Allah Swt berfirman:
يَا أَيُّهَا النَّاسُ اتَّقُوا رَبَّكُمْ وَاخْشَوْا يَوْمًا لَّا يَجْزِي وَالِدٌ عَن وَلَدِهِ وَلَا مَوْلُودٌ هُوَ جَازٍ عَن وَالِدِهِ شَيْئًا إِنَّ وَعْدَ اللَّهِ حَقٌّ فَلَا تَغُرَّنَّكُمُ الْحَيَاةُ الدُّنْيَا وَلَا يَغُرَّنَّكُم بِاللَّهِ الْغَرُورُ
Hai manusia, takutlah kepada Tuhanmu dan takutlah suatu hari yang (pada hari itu) seorang bapak tidak dapat menolong anaknya dan seorang anak tidak dapat (pula) menolong bapaknya sedikitpun. Sesungguhnya janji Allah adalah benar, Maka janganlah sekali-kali kehidupan dunia memperdayakan kamu, dan jangan (pula) penipu (syaitan) memperdayakan kamu dalam (mentaati) Allah.(QS. Luqman [31]:33.)

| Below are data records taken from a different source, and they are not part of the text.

//! Profiling instrumentation for the pointer handlers.
//!
//! Enable with the `profiling` feature flag:
//! ```toml
//! [dependencies]
//! spanboard = { features = ["profiling"] }
//! ```
//!
//! ```ignore
//! fn pointer_move(&mut self, x: i32, y: i32) {
//!     profile_scope!("pointer_move");
//!     // ... gesture work ...
//! }
//! ```
//!
//! Without the feature, `profile_scope!` expands to nothing.

use std::time::Instant;
use tracing::{trace, warn};

/// Frame budget a single pointer event should stay well under (60 FPS)
pub const TARGET_FRAME_MS: f64 = 16.67;

/// Profile a scope with the given name. Zero-cost when profiling is disabled.
#[macro_export]
macro_rules! profile_scope {
    ($name:expr) => {
        #[cfg(feature = "profiling")]
        let _timer = $crate::perf::ScopedTimer::for_profiling($name);
        #[cfg(not(feature = "profiling"))]
        let _ = $name;
    };
    ($name:expr, $threshold_ms:expr) => {
        #[cfg(feature = "profiling")]
        let _timer = $crate::perf::ScopedTimer::new($name, $threshold_ms);
        #[cfg(not(feature = "profiling"))]
        let _ = ($name, $threshold_ms);
    };
}

pub use crate::profile_scope;

/// RAII timer that reports on drop.
///
/// Scopes slower than the threshold are logged at `warn`; with the
/// `profiling` feature every scope is additionally logged at `trace`.
#[derive(Debug)]
pub struct ScopedTimer {
    name: &'static str,
    start: Instant,
    threshold_ms: f64,
}

impl ScopedTimer {
    pub fn new(name: &'static str, threshold_ms: f64) -> Self {
        Self {
            name,
            start: Instant::now(),
            threshold_ms,
        }
    }

    /// Timer with the frame budget as threshold.
    pub fn for_profiling(name: &'static str) -> Self {
        Self::new(name, TARGET_FRAME_MS)
    }

    pub fn elapsed_ms(&self) -> f64 {
        self.start.elapsed().as_secs_f64() * 1000.0
    }

    pub fn name(&self) -> &'static str {
        self.name
    }
}

impl Drop for ScopedTimer {
    fn drop(&mut self) {
        let elapsed_ms = self.elapsed_ms();

        if cfg!(feature = "profiling") {
            trace!("[PERF] {}: {:.3}ms", self.name, elapsed_ms);
        }

        if elapsed_ms > self.threshold_ms {
            warn!(
                operation = self.name,
                elapsed_ms = format!("{:.2}", elapsed_ms),
                threshold_ms = format!("{:.2}", self.threshold_ms),
                "Slow operation"
            );
        }
    }
}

“Takutlah kepada Tuhanmu” maksud dari takwa tersebut adalah kita menjadikan di antara kita dan Allah Swt sebuah unsur penjagaan, dan terkadang al-Qur’an menjelaskan takwa adalah saat takut dengan murka Allah dan neraka jahanam, dan terkadang takut kepada Allah Swt. Ada perbedaan antara takutnya seorang manusia pada siksa Tuhannya, dan antara takutnya dia kepada Tuhannya.

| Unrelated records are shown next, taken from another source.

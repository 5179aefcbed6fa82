//! Open space between neighboring intervals.
//!
//! Two flavors of gap exist. The *open gap* is the space a boundary may be
//! dragged into: it excludes the neighbors' own boundary coordinates, so it
//! starts one unit after the previous interval and ends one unit before the
//! next. The *blank gap* is what gets measured and labeled: it runs from the
//! previous interval's end to the next interval's start.

use super::{Element1D, Interval, Point};

/// Intervals wrapped in `Some`, with a `None` sentinel at each end.
///
/// `windows(2)` over the result yields every neighbor pair including the
/// virtual pairs against the line bounds; `windows(3)` yields every interval
/// together with both neighbors.
pub fn padded<'a, I>(intervals: I) -> Vec<Option<Interval>>
where
    I: IntoIterator<Item = &'a Interval>,
{
    std::iter::once(None)
        .chain(intervals.into_iter().copied().map(Some))
        .chain(std::iter::once(None))
        .collect()
}

/// First free coordinate right of `prev`, or the line start.
#[inline]
pub fn free_start_after(prev: Option<&Interval>, line_start: Point) -> Point {
    prev.map_or(line_start, |prev| prev.end().moved_by(1))
}

/// Last free coordinate left of `next`, or the line end.
#[inline]
pub fn free_end_before(next: Option<&Interval>, line_end: Point) -> Point {
    next.map_or(line_end, |next| next.start().moved_by(-1))
}

/// Open gap between two neighbors, or `None` if it has no width.
pub fn open_gap(
    prev: Option<&Interval>,
    next: Option<&Interval>,
    line_start: Point,
    line_end: Point,
) -> Option<Interval> {
    let a = free_start_after(prev, line_start);
    let b = free_end_before(next, line_end);
    if a >= b {
        return None;
    }
    Interval::new(a, b).ok()
}

/// Open gap among `intervals` (sorted by start) that contains `point`.
pub fn open_gap_containing<'a, I>(
    intervals: I,
    point: Point,
    line_start: Point,
    line_end: Point,
) -> Option<Interval>
where
    I: IntoIterator<Item = &'a Interval>,
{
    padded(intervals)
        .windows(2)
        .filter_map(|pair| open_gap(pair[0].as_ref(), pair[1].as_ref(), line_start, line_end))
        .find(|gap| gap.overlaps(&point))
}

/// Blank gaps between every neighbor pair, including the stretches before the
/// first and after the last interval. Zero-width stretches are skipped.
pub fn blank_gaps<'a, I>(intervals: I, line_start: Point, line_end: Point) -> Vec<Interval>
where
    I: IntoIterator<Item = &'a Interval>,
{
    padded(intervals)
        .windows(2)
        .filter_map(|pair| {
            let a = pair[0].map_or(line_start, |prev| prev.end());
            let b = pair[1].map_or(line_end, |next| next.start());
            if a < b { Interval::new(a, b).ok() } else { None }
        })
        .collect()
}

وَأَمَّا مَنْ خَافَ مَقَامَ رَبِّهِ وَنَهَى النَّفْسَ عَنِ الْهَوَى/ فَإِنَّ الْجَنَّةَ هِيَ الْمَأْوَى
Dan Adapun orang-orang yang takut kepada kebesaran Tuhannya dan menahan diri dari keinginan hawa nafsunya, Maka Sesungguhnya surgalah tempat tinggal(nya).(QS. al-Naazi’at [79]:40.)

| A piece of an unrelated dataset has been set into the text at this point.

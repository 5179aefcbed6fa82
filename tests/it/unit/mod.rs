//! Unit tests for spanboard.

mod geometry_props;
mod selection_tests;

Takut akan ketinggian dan kebesaran Allah merupakan sebuah derajat yang begitu mulia dari derajat-derajat irfan dan kesalehan seorang mukmin. Orang mukmin tidak melihat akan siksa-Nya, melainkan memandang pada posisinya di alam keberadaan ini. Ia tadinya adalah air sperma yang kotor, kemudian nantinya akan menjadi bangkai yang busuk, sementara Allah Swt pemilik segalanya, maka taat pada Tuhan tersebut, sesuai dengan rasio dan hati kecil, ketakutan seorang mukmin langsung kepada Dzat Allah Swt dan takut langsung pada Tuhannya.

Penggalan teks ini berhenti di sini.